In previous reports56,57, the mechanism of triboelectric process can be described by the assumption of effective work function: the amount of transferred charges in each cycle is linked with the difference of effective work functions between the tip and sample. The difference will reduce with the charge accumulation process until a saturation is reached. A phenomenological model can be used to fit the experimental data as illustrated in equation 3:

$$\frac{d\sigma }{dn}={{\rm{kV}}}_{c}-p{{\rm{V}}}_{e}\sigma $$
(3)

where σ and n are the surface charge density and the number of rubbing cycles, respectively, k is the charge efficiency coefficient, Vc is representative of the work function difference between the tip and sample, p is the charge impedance coefficient, and Ve is the charge-induced potential on measured surface.

Considering the boundary conditions for equation 3, the following relationship can be obtained:

$$\sigma ={\sigma }_{0}\,\exp (-\frac{n}{{n}_{0}})+{\sigma }_{\infty }[1-\exp (-\frac{n}{{n}_{0}})]$$
(4)

where σ0 and σ are the surface charge densities at n = 0 and n = ∞, respectively. n0 is a constant indicating the speed of charge saturation.
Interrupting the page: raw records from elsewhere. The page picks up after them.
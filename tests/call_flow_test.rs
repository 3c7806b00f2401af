//! Call flow integration tests over the loopback transport

mod common;

use common::{line, test_config, Harness};
use softphone_core::domain::events::CoreEvent;
use softphone_core::domain::line::LineState;
use softphone_core::domain::session::{Direction, EndReason, SessionState};
use softphone_core::domain::shared::value_objects::DtmfTone;
use softphone_core::domain::transport::{CallFailure, RejectReason, TransportError};
use softphone_core::infrastructure::transport::TransportCall;
use softphone_core::DomainError;

#[tokio::test]
async fn test_outbound_call_lifecycle() {
    let mut h = Harness::new().await;
    h.drain_events();

    let id = h.softphone.dial("200").await.unwrap();
    let session = h.session(id);
    assert_eq!(session.line(), Some(line(1)));
    assert_eq!(session.state(), SessionState::Dialing);
    assert_eq!(h.softphone.switchboard().line(line(1)).state(), LineState::Dialing);

    let handle = h.handle(id);
    h.transport.remote_progress(&handle);
    h.pump().await;
    // Remote alerting still shows as dialing on the key
    assert_eq!(h.session(id).state(), SessionState::Ringing);
    assert_eq!(h.softphone.switchboard().line(line(1)).state(), LineState::Dialing);

    h.transport.remote_answer(&handle);
    h.pump().await;
    assert_eq!(h.session(id).state(), SessionState::Active);
    assert_eq!(h.softphone.switchboard().line(line(1)).state(), LineState::Active);

    h.softphone.hang_up(None).await.unwrap();
    let ended = h.session(id);
    assert_eq!(ended.state(), SessionState::Terminated);
    assert_eq!(ended.end_reason(), Some(&EndReason::LocalHangup));
    assert!(h.softphone.switchboard().line(line(1)).is_idle());
    assert_eq!(h.softphone.switchboard().session_count(), 0);
    assert!(h.transport.calls().contains(&TransportCall::Terminate(handle)));

    let events = h.drain_events();
    assert!(matches!(events.first(), Some(CoreEvent::SessionCreated { .. })));
    assert!(events
        .iter()
        .any(|e| matches!(e, CoreEvent::SessionTerminated { session_id, .. } if *session_id == id)));
}

#[tokio::test]
async fn test_answer_without_provisional_response() {
    let mut h = Harness::new().await;
    let id = h.softphone.dial("200").await.unwrap();
    h.transport.remote_answer(&h.handle(id));
    h.pump().await;
    assert_eq!(h.session(id).state(), SessionState::Active);
}

#[tokio::test]
async fn test_inbound_rings_unassigned_and_keeps_focus() {
    let mut h = Harness::new().await;
    let first = h.connected_call("200").await;
    assert_eq!(h.softphone.switchboard().selected_line(), line(1));

    let inbound = h.ringing_call("555").await;
    let session = h.session(inbound);
    assert_eq!(session.direction(), Direction::Incoming);
    assert_eq!(session.state(), SessionState::Ringing);
    assert_eq!(session.line(), None);
    assert_eq!(h.softphone.switchboard().line(line(2)).state(), LineState::Ringing);
    assert_eq!(h.softphone.switchboard().selected_line(), line(1));
    assert_eq!(
        h.softphone.switchboard().selected_session().map(|s| s.id()),
        Some(first)
    );

    h.softphone.answer(Some(inbound)).await.unwrap();
    let session = h.session(inbound);
    assert_eq!(session.state(), SessionState::Active);
    assert_eq!(session.line(), Some(line(2)));
    assert_eq!(h.softphone.switchboard().line(line(2)).state(), LineState::Active);
}

#[tokio::test]
async fn test_inbound_takes_idle_selected_line() {
    let mut h = Harness::new().await;
    h.softphone.select_line(line(3));

    let inbound = h.ringing_call("555").await;
    assert_eq!(h.softphone.switchboard().line_of(&inbound), Some(line(3)));

    h.softphone.answer(None).await.unwrap();
    assert_eq!(h.session(inbound).line(), Some(line(3)));
}

#[tokio::test]
async fn test_fourth_call_is_rejected_busy() {
    let mut h = Harness::new().await;
    for target in ["201", "202", "203"] {
        h.connected_call(target).await;
    }
    assert_eq!(h.softphone.switchboard().free_lines(), 0);
    h.drain_events();

    let handle = h.transport.remote_offer("555", Some("Caller"));
    h.pump().await;

    assert_eq!(h.softphone.switchboard().session_count(), 3);
    assert!(h
        .transport
        .calls()
        .contains(&TransportCall::Reject(handle, RejectReason::Busy)));
    let events = h.drain_events();
    assert!(events.iter().any(|e| matches!(
        e,
        CoreEvent::InboundRejected {
            reason: RejectReason::Busy,
            ..
        }
    )));
}

#[tokio::test]
async fn test_outbound_with_all_lines_busy() {
    let mut h = Harness::new().await;
    for target in ["201", "202", "203"] {
        h.connected_call(target).await;
    }
    let result = h.softphone.dial("204").await;
    assert_eq!(result, Err(DomainError::AllLinesBusy));
    assert_eq!(h.softphone.switchboard().session_count(), 3);
}

#[tokio::test]
async fn test_line_is_stable_across_hold() {
    let mut h = Harness::new().await;
    h.connected_call("201").await;
    let id = h.connected_call("202").await;
    assert_eq!(h.session(id).line(), Some(line(2)));

    assert!(h.softphone.toggle_hold(Some(id)).await.unwrap());
    assert_eq!(h.session(id).state(), SessionState::Hold);
    assert_eq!(h.softphone.switchboard().line(line(2)).state(), LineState::Hold);

    assert!(!h.softphone.toggle_hold(Some(id)).await.unwrap());
    let session = h.session(id);
    assert_eq!(session.state(), SessionState::Active);
    assert_eq!(session.line(), Some(line(2)));
    assert!(session.answered_at().is_some());
}

#[tokio::test]
async fn test_refused_hold_keeps_call_active() {
    let mut h = Harness::new().await;
    let id = h.connected_call("200").await;
    h.transport.reject_hold(true);

    let result = h.softphone.set_hold(Some(id), true).await;
    assert!(matches!(
        result,
        Err(DomainError::Transport(TransportError::Rejected { code: 488, .. }))
    ));
    let session = h.session(id);
    assert_eq!(session.state(), SessionState::Active);
    assert!(!session.is_on_hold());
}

#[tokio::test]
async fn test_refused_mute_keeps_flag() {
    let mut h = Harness::new().await;
    let id = h.connected_call("200").await;

    assert!(h.softphone.toggle_mute(None).await.unwrap());
    assert!(h.session(id).is_muted());
    assert!(!h.softphone.toggle_mute(None).await.unwrap());

    h.transport.reject_mute(true);
    assert!(h.softphone.toggle_mute(None).await.is_err());
    assert!(!h.session(id).is_muted());
}

#[tokio::test]
async fn test_remote_failure_frees_line_and_absorbs_late_events() {
    let mut h = Harness::new().await;
    let id = h.softphone.dial("200").await.unwrap();
    let handle = h.handle(id);

    h.transport.remote_fail(&handle, CallFailure::Busy);
    h.pump().await;
    let session = h.session(id);
    assert_eq!(session.state(), SessionState::Failed);
    assert!(h.softphone.switchboard().line(line(1)).is_idle());

    // A late answer must not resurrect the call
    h.transport.remote_answer(&handle);
    h.pump().await;
    assert_eq!(h.session(id).state(), SessionState::Failed);
    assert_eq!(h.softphone.switchboard().session_count(), 0);
}

#[tokio::test]
async fn test_outbound_rejected_by_transport() {
    let mut h = Harness::new().await;
    h.transport.reject_outbound(Some(404));

    let result = h.softphone.dial("999").await;
    assert!(result.is_err());
    let failed = h.softphone.switchboard().history().last().cloned().unwrap();
    assert_eq!(failed.state(), SessionState::Failed);
    assert_eq!(
        failed.end_reason(),
        Some(&EndReason::Failed(CallFailure::Rejected(404)))
    );
    assert!(h.softphone.switchboard().line(line(1)).is_idle());
}

#[tokio::test]
async fn test_ice_timeout_abandons_when_configured() {
    let mut config = test_config();
    config.timers.proceed_on_ice_timeout = false;
    let mut h = Harness::with_config(config).await;
    h.transport.stall_media(true);

    let result = h.softphone.dial("200").await;
    assert_eq!(result, Err(DomainError::Transport(TransportError::Timeout)));

    let failed = h.softphone.switchboard().history().last().cloned().unwrap();
    assert_eq!(failed.state(), SessionState::Failed);
    let handle = failed.handle().cloned().unwrap();
    assert!(h.transport.calls().contains(&TransportCall::Terminate(handle)));
    assert!(h.softphone.switchboard().line(line(1)).is_idle());
}

#[tokio::test]
async fn test_ice_timeout_proceeds_by_default() {
    let mut h = Harness::new().await;
    h.transport.stall_media(true);

    let id = h.softphone.dial("200").await.unwrap();
    assert_eq!(h.session(id).state(), SessionState::Dialing);
}

#[tokio::test]
async fn test_reject_and_hang_up_ringing_inbound() {
    let mut h = Harness::new().await;
    let first = h.ringing_call("555").await;
    h.softphone.reject(Some(first)).await.unwrap();
    assert_eq!(h.session(first).end_reason(), Some(&EndReason::Declined));

    let second = h.ringing_call("556").await;
    let handle = h.handle(second);
    h.softphone.hang_up(Some(second)).await.unwrap();
    assert_eq!(h.session(second).end_reason(), Some(&EndReason::Declined));
    assert!(h
        .transport
        .calls()
        .contains(&TransportCall::Reject(handle, RejectReason::Declined)));
    assert_eq!(h.softphone.switchboard().free_lines(), 3);
}

#[tokio::test]
async fn test_remote_hangup_while_ringing() {
    let mut h = Harness::new().await;
    let id = h.ringing_call("555").await;
    h.transport.remote_hangup(&h.handle(id));
    h.pump().await;

    assert_eq!(h.session(id).end_reason(), Some(&EndReason::RemoteHangup));
    assert_eq!(h.softphone.switchboard().free_lines(), 3);
}

#[tokio::test]
async fn test_dtmf_both_ways() {
    let mut h = Harness::new().await;
    let id = h.connected_call("200").await;
    let handle = h.handle(id);

    assert!(matches!(
        h.softphone.send_dtmf(None, 'x').await,
        Err(DomainError::ValidationError(_))
    ));
    h.softphone.send_dtmf(None, '#').await.unwrap();
    assert!(h
        .transport
        .calls()
        .contains(&TransportCall::Dtmf(handle.clone(), DtmfTone::new('#').unwrap())));

    h.drain_events();
    h.transport.remote_dtmf(&handle, DtmfTone::new('7').unwrap());
    h.pump().await;
    assert_eq!(
        h.drain_events(),
        vec![CoreEvent::DtmfReceived {
            session_id: id,
            tone: DtmfTone::new('7').unwrap()
        }]
    );
}

#[tokio::test]
async fn test_actions_need_a_session_on_the_selected_line() {
    let mut h = Harness::new().await;
    assert!(matches!(
        h.softphone.hang_up(None).await,
        Err(DomainError::NotFound(_))
    ));
    assert!(matches!(
        h.softphone.answer(None).await,
        Err(DomainError::NotFound(_))
    ));
}

#[tokio::test]
async fn test_reassign_moves_call_and_focus() {
    let mut h = Harness::new().await;
    let id = h.connected_call("200").await;

    h.softphone.reassign_line(id, line(3)).unwrap();
    assert_eq!(h.session(id).line(), Some(line(3)));
    assert!(h.softphone.switchboard().line(line(1)).is_idle());
    assert_eq!(h.softphone.switchboard().selected_line(), line(3));

    let other = h.connected_call("201").await;
    assert!(matches!(
        h.softphone.reassign_line(other, line(3)),
        Err(DomainError::LineOccupied { .. })
    ));
}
By fitting the experimental data for different rubbing cycles (Fig. 5c), all the parameters can be extracted: σ0 = (8.01 ± 0.01) µC/m2, σ = (4.46 ± 0.01) mC/m2, n0 = (5.14 ± 0.01). Compared with the recently published results, the saturated tunneling triboelectric charge density of MoS2 (~4.46 mC/m2) is significantly higher than that of SiO2 (~150 µC/m2)55, and it can lay the foundation for triboelectric applications28. As for the enhancement of charge density, it mainly results from the tunneling of triboelectric charges, which are kept at the interlayer between the MoS2 monolayer and the underlying SiO2/Si substrate. Under this circumstance, the MoS2 layer as well as the thin air gap protect these charges from being neutralized by charges or ions in the air, thereby improving the charge density compared with the case of SiO2.

Conclusions

To conclude, nanoscale tunneling triboelectrification of chemical vapor deposited MoS2 film was demonstrated by linking contact-mode AFM with KFM techniques at ambient environment. The charge transfer and the following diffusion process, as well as the accumulation from multi-friction effect were observed systematically. We show that the tunneling triboelectric charges can be preserved for an impressively long time, which is 100 times longer than that of the charges induced by conventional triboelectrification. Moreover, both positive and negative tunneling triboelectric charges can be induced without changing the surface topography by applying different bias voltages to the conductive tips via frictional process, and their density is controllable. Besides, a saturation of localized charges can be reached through multi-friction. These unique properties can pave the way for the development of novel 2D MoS2-based nanodevices, especially the triboelectrically controlled transistors, which can reduce the energy consumption to a large extent compared with the currently used voltage-controlled one.